We’ll work through a concrete example: designing a database for a research lab that conducts experiments, collects measurements, and analyzes results. This scenario will illustrate both the power and the limitations of traditional relational databases for scientific workflows.
A Working Example: Research Lab Database¶
The Domain¶
Consider a neuroscience research lab that studies visual perception. The lab has several researchers who design and conduct experiments. Each experiment involves presenting visual stimuli to animal subjects and recording neural activity.
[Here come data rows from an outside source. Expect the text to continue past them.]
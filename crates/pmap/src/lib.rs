#![cfg_attr(not(any(test, feature = "software-emulation", not(target_arch = "powerpc"))), no_std)]
#![cfg_attr(target_arch = "powerpc", feature(asm_experimental_arch))]
#![feature(step_trait)]

//! # Polaris Hashed Page-Table Manager (PMAP)
//!
//! The machine-dependent virtual memory layer for 32-bit OEA processors (the
//! "classic" PowerPC MMU). Translations live in a single system-wide hashed page
//! table of 8-entry groups that the MMU searches on a TLB miss. This crate keeps the
//! authoritative set of mappings in software and treats the hardware table as a
//! cache of it:
//!
//! - Per-address-space segment identifiers (VSIDs) and segment register activation.
//! - A mapping store indexed both by hash bucket and by physical page.
//! - Residency management, including the spill handler that reinstalls evicted
//!   translations on a page-table miss.
//! - Protection changes and reference/change bit tracking for the paging layer.
//! - Software emulation of the MMU for testing in non-kernel environments.

extern crate alloc;

mod address;
mod address_space;
mod arch;
mod block_allocator;
mod flags;
mod frame;
mod mapping;
mod memmap;
mod numbers;
mod page_table;
mod pmap;
mod pool;
mod port;
mod protect;
mod pte;
mod spill;
mod vsid;

#[cfg(test)]
mod testing;

pub use address::{AddressTranslator, PhysicalAddress, VirtualAddress};
pub use address_space::{AddressSpace, SpaceStats};
pub use block_allocator::{AllocError, BlockAllocator, BootMemory, MemoryRegion};
pub use flags::{EnterFlags, Protection};
pub use frame::{AllocMode, Frame, FrameSource, PageAttribute, PageRecords};
pub use mapping::Mapping;
pub use memmap::{BootMemoryRegion, MemoryMap};
pub use numbers::{FrameNumber, PageNumber};
pub use page_table::{HashPosition, PteSlot};
pub use pmap::{BucketDistribution, Entered, Pmap, PmapConfig, PmapError, PmapStats};
pub use port::{HardwareTlbPort, InterruptGuard, ProcessorPort};
pub use pte::{Pte, PteBit};
pub use spill::{EvictionPolicy, TimebaseEviction};
pub use vsid::{SegmentId, Vsid, VsidAllocator};

pub use arch::{KERNEL_SEGMENT, PAGE_SIZE, SEGMENT_COUNT, VM_MIN_KERNEL_ADDRESS};

#[cfg(any(test, feature = "software-emulation", not(target_arch = "powerpc")))]
pub use arch::{EmulatedMemory, EmulatedMmu, TlbEvent};

#[cfg(all(target_arch = "powerpc", not(test), not(feature = "software-emulation")))]
pub use arch::OeaMmu;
The raw recordings are then analyzed to extract useful information about how neurons respond to different stimuli.
This is a typical scientific workflow with several distinct stages:
Study Design: Researchers plan experiments
Data Acquisition: Experiments generate raw recordings
Data Processing: Raw data is analyzed to extract results
Interpretation: Results are interpreted in the context of research questions
Let’s design a database to support this workflow.
Identifying Entities¶
The first step in ERM is identifying the entities—the distinct “things” in your domain that have independent existence and need to be tracked.
In our research lab, we can identify several entities:
Researcher: People conducting the research
AnimalSubject: The experimental subjects
Experiment: A planned experimental session
Recording: Raw data collected during an experiment
NeuralUnit: Individual neurons identified in recordings
Identifying Relationships¶
Entities don’t exist in isolation—they’re connected through relationships that capture how they interact:
A Researcher conducts an Experiment (one-to-many: one researcher can conduct multiple experiments)
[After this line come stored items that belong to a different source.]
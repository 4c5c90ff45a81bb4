//! Protection and enter flags.

use core::fmt;
use core::ops::BitOr;

/// Access permissions requested by the machine-independent layer.
#[derive(Clone, Copy, PartialEq, Eq, Hash)]
pub struct Protection(u8);

impl Protection {
    /// No access
    pub const NONE: Self = Self(0);
    /// Read permission
    pub const READ: Self = Self(1 << 0);
    /// Write permission
    pub const WRITE: Self = Self(1 << 1);
    /// Execute permission
    pub const EXECUTE: Self = Self(1 << 2);

    pub const READ_WRITE: Self = Self(Self::READ.0 | Self::WRITE.0);
    pub const READ_EXECUTE: Self = Self(Self::READ.0 | Self::EXECUTE.0);
    pub const ALL: Self = Self(Self::READ.0 | Self::WRITE.0 | Self::EXECUTE.0);

    #[inline]
    pub const fn is_readable(self) -> bool {
        self.0 & Self::READ.0 != 0
    }

    #[inline]
    pub const fn is_writable(self) -> bool {
        self.0 & Self::WRITE.0 != 0
    }

    #[inline]
    pub const fn is_executable(self) -> bool {
        self.0 & Self::EXECUTE.0 != 0
    }

    /// Returns true if every permission in `other` is also granted by `self`.
    #[inline]
    pub const fn contains(self, other: Self) -> bool {
        self.0 & other.0 == other.0
    }
}

impl BitOr for Protection {
    type Output = Self;

    fn bitor(self, rhs: Self) -> Self {
        Self(self.0 | rhs.0)
    }
}

impl fmt::Debug for Protection {
    fn fmt(&self, f: &mut fmt::Formatter<'_>) -> fmt::Result {
        let r = if self.is_readable() { 'r' } else { '-' };
        let w = if self.is_writable() { 'w' } else { '-' };
        let x = if self.is_executable() { 'x' } else { '-' };
        write!(f, "Protection({r}{w}{x})")
    }
}

/// Modifiers for [`Pmap::enter`](crate::Pmap::enter).
///
/// ```ignore
/// pmap.enter(space, va, pa, Protection::READ_WRITE, EnterFlags::empty().wired().can_fail())?;
/// ```
#[derive(Clone, Copy, PartialEq, Eq, Default)]
pub struct EnterFlags(u8);

impl EnterFlags {
    const WIRED: u8 = 1 << 0;
    const CAN_FAIL: u8 = 1 << 1;
    const NO_CACHE: u8 = 1 << 2;

    pub const fn empty() -> Self {
        Self(0)
    }

    /// The mapping is exempt from removal by reclaim and is counted as wired.
    pub const fn wired(self) -> Self {
        Self(self.0 | Self::WIRED)
    }

    /// Report allocation failure as [`PmapError::OutOfMemory`](crate::PmapError) instead of
    /// panicking. Allocation is attempted without blocking.
    pub const fn can_fail(self) -> Self {
        Self(self.0 | Self::CAN_FAIL)
    }

    /// Map the page cache-inhibited and guarded even if it is ordinary memory.
    pub const fn no_cache(self) -> Self {
        Self(self.0 | Self::NO_CACHE)
    }

    pub const fn is_wired(self) -> bool {
        self.0 & Self::WIRED != 0
    }

    pub const fn is_can_fail(self) -> bool {
        self.0 & Self::CAN_FAIL != 0
    }

    pub const fn is_no_cache(self) -> bool {
        self.0 & Self::NO_CACHE != 0
    }
}

impl fmt::Debug for EnterFlags {
    fn fmt(&self, f: &mut fmt::Formatter<'_>) -> fmt::Result {
        f.debug_struct("EnterFlags")
            .field("wired", &self.is_wired())
            .field("can_fail", &self.is_can_fail())
            .field("no_cache", &self.is_no_cache())
            .finish()
    }
}

#[cfg(test)]
mod tests {
    use super::*;

    #[test]
    fn protection_combinations() {
        let prot = Protection::READ | Protection::EXECUTE;
        assert_eq!(prot, Protection::READ_EXECUTE);
        assert!(prot.is_readable());
        assert!(!prot.is_writable());
        assert!(Protection::ALL.contains(Protection::READ_WRITE));
        assert!(!prot.contains(Protection::READ_WRITE));
        assert_eq!(format!("{:?}", prot), "Protection(r-x)");
    }

    #[test]
    fn enter_flags_builder() {
        let flags = EnterFlags::empty().wired().no_cache();
        assert!(flags.is_wired());
        assert!(flags.is_no_cache());
        assert!(!flags.is_can_fail());
        assert_eq!(EnterFlags::default(), EnterFlags::empty());
    }
}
An AnimalSubject participates in an Experiment (one-to-many: one subject can participate in multiple experiments)
An Experiment produces Recordings (one-to-many: one experiment can generate multiple recordings)
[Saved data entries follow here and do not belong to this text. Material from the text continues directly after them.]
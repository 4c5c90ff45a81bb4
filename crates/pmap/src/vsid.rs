//! Segment identifier allocation.
//!
//! Every address space owns one 20-bit [`SegmentId`]. The sixteen virtual segment
//! identifiers ([`Vsid`]) it loads into the segment registers are derived from it by
//! appending the segment register number, so two spaces never share a hash tag.
//!
//! Allocation probes a bitmap with a multiplicative congruential sequence seeded from the
//! time base. Sequential identifiers would cluster in the hashed table; scattering them
//! spreads every space's pages over the whole table.

use alloc::boxed::Box;
use alloc::vec;
use core::fmt;

use crate::SEGMENT_COUNT;

const VSID_NBPW: u32 = u32::BITS;
const SEGMENT_ID_MASK: u32 = 0x000f_ffff;

/// A virtual segment identifier: the tag the MMU hashes and stores in every entry.
#[derive(Clone, Copy, PartialEq, Eq, Hash, PartialOrd, Ord)]
#[repr(transparent)]
pub struct Vsid(u32);

impl Vsid {
    /// Identifiers are 24 bits wide.
    pub const MASK: u32 = 0x00ff_ffff;

    #[inline]
    pub const fn new(raw: u32) -> Self {
        Self(raw & Self::MASK)
    }

    #[inline]
    pub const fn as_u32(self) -> u32 {
        self.0
    }

    /// Whether this identifier belongs to one of the kernel's segments.
    #[inline]
    pub const fn is_kernel(self) -> bool {
        self.0 >> 4 == SegmentId::KERNEL.0
    }
}

impl fmt::Debug for Vsid {
    fn fmt(&self, f: &mut fmt::Formatter<'_>) -> fmt::Result {
        write!(f, "Vsid({:#08x})", self.0)
    }
}

/// The per-address-space identifier handed out by [`VsidAllocator`].
#[derive(Clone, Copy, PartialEq, Eq, Hash)]
#[repr(transparent)]
pub struct SegmentId(u32);

impl SegmentId {
    /// Reserved for the kernel address space.
    pub const KERNEL: Self = Self(SEGMENT_ID_MASK);

    #[inline]
    pub const fn as_u32(self) -> u32 {
        self.0
    }

    /// Derives the identifier for segment register `segment`.
    #[inline]
    pub const fn vsid(self, segment: usize) -> Vsid {
        assert!(segment < SEGMENT_COUNT, "segment register out of range");
        Vsid::new((self.0 << 4) | segment as u32)
    }

    /// Derives the identifiers for every segment register.
    pub fn segments(self) -> [Vsid; SEGMENT_COUNT] {
        core::array::from_fn(|segment| self.vsid(segment))
    }
}

impl fmt::Debug for SegmentId {
    fn fmt(&self, f: &mut fmt::Formatter<'_>) -> fmt::Result {
        write!(f, "SegmentId({:#07x})", self.0)
    }
}

/// Bitmap allocator for [`SegmentId`]s.
pub struct VsidAllocator {
    bitmap: Box<[u32]>,
    context: u32,
    live: usize,
}

impl VsidAllocator {
    /// Creates an allocator able to track `capacity` address spaces, with identifier zero and
    /// the kernel's identifier already taken.
    ///
    /// # Panics
    ///
    /// Panics if `capacity` is not a power of two of at least 32.
    pub fn with_capacity(capacity: usize) -> Self {
        assert!(
            capacity.is_power_of_two() && capacity >= VSID_NBPW as usize,
            "identifier capacity must be a power of two of at least 32"
        );
        assert!(capacity <= 1 << 20, "identifier capacity exceeds the identifier width");
        let mut allocator = Self {
            bitmap: vec![0; capacity / VSID_NBPW as usize].into_boxed_slice(),
            context: 1,
            live: 0,
        };
        allocator.mark(0);
        allocator.mark(SegmentId::KERNEL.0);
        allocator
    }

    /// Number of address spaces the bitmap can track.
    pub fn capacity(&self) -> usize {
        self.bitmap.len() * VSID_NBPW as usize
    }

    /// Number of identifiers currently handed out, not counting the reserved ones.
    pub fn live(&self) -> usize {
        self.live
    }

    /// Allocates a fresh identifier, mixing `entropy` (normally the time base) into the probe
    /// sequence.
    ///
    /// # Panics
    ///
    /// Panics with "out of segment identifiers" if no free identifier is found within one
    /// probe per bitmap word.
    pub fn allocate(&mut self, entropy: u32) -> SegmentId {
        let mask = self.capacity() as u32 - 1;
        let mut entropy = entropy;

        for _ in 0..self.bitmap.len() {
            self.context = self.context.wrapping_mul(0x1105).wrapping_add(entropy);
            let hash = self.context & mask;
            if hash == 0 {
                entropy = entropy.wrapping_add(1);
                continue;
            }

            let word = (hash / VSID_NBPW) as usize;
            let mut bit = hash % VSID_NBPW;
            let mut id = self.context & SEGMENT_ID_MASK;

            if self.bitmap[word] & (1 << bit) != 0 {
                if self.bitmap[word] == u32::MAX {
                    // Word is full; perturb the sequence and probe elsewhere.
                    entropy = self.context >> 20;
                    continue;
                }
                bit = (!self.bitmap[word]).trailing_zeros();
                id = (id & !(VSID_NBPW - 1)) | bit;
            }

            self.bitmap[word] |= 1 << bit;
            self.live += 1;
            return SegmentId(id);
        }

        panic!("out of segment identifiers");
    }

    /// Returns `id` to the pool.
    ///
    /// # Panics
    ///
    /// Panics if `id` is reserved or is not currently allocated.
    pub fn release(&mut self, id: SegmentId) {
        let position = self.position(id.0);
        assert!(
            position != 0 && position != self.position(SegmentId::KERNEL.0),
            "cannot release a reserved segment identifier"
        );
        let (word, bit) = Self::split(position);
        assert!(
            self.bitmap[word] & (1 << bit) != 0,
            "releasing segment identifier {:?} that is not allocated",
            id
        );
        self.bitmap[word] &= !(1 << bit);
        self.live -= 1;
    }

    fn mark(&mut self, id: u32) {
        let (word, bit) = Self::split(self.position(id));
        self.bitmap[word] |= 1 << bit;
    }

    fn position(&self, id: u32) -> u32 {
        id & (self.capacity() as u32 - 1)
    }

    fn split(position: u32) -> (usize, u32) {
        ((position / VSID_NBPW) as usize, position % VSID_NBPW)
    }
}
A Recording contains NeuralUnits (one-to-many: one recording can contain many identified neurons)
Drawing the ER Diagram¶
We can visualize this structure using Crow’s Foot notation:
The diagram shows:
Entities as rectangles containing their attributes
Primary keys (PK): Unique identifiers for each entity
Foreign keys (FK): References to related entities
Relationships as lines with symbols indicating cardinality:
||means “exactly one”o{means “zero or many”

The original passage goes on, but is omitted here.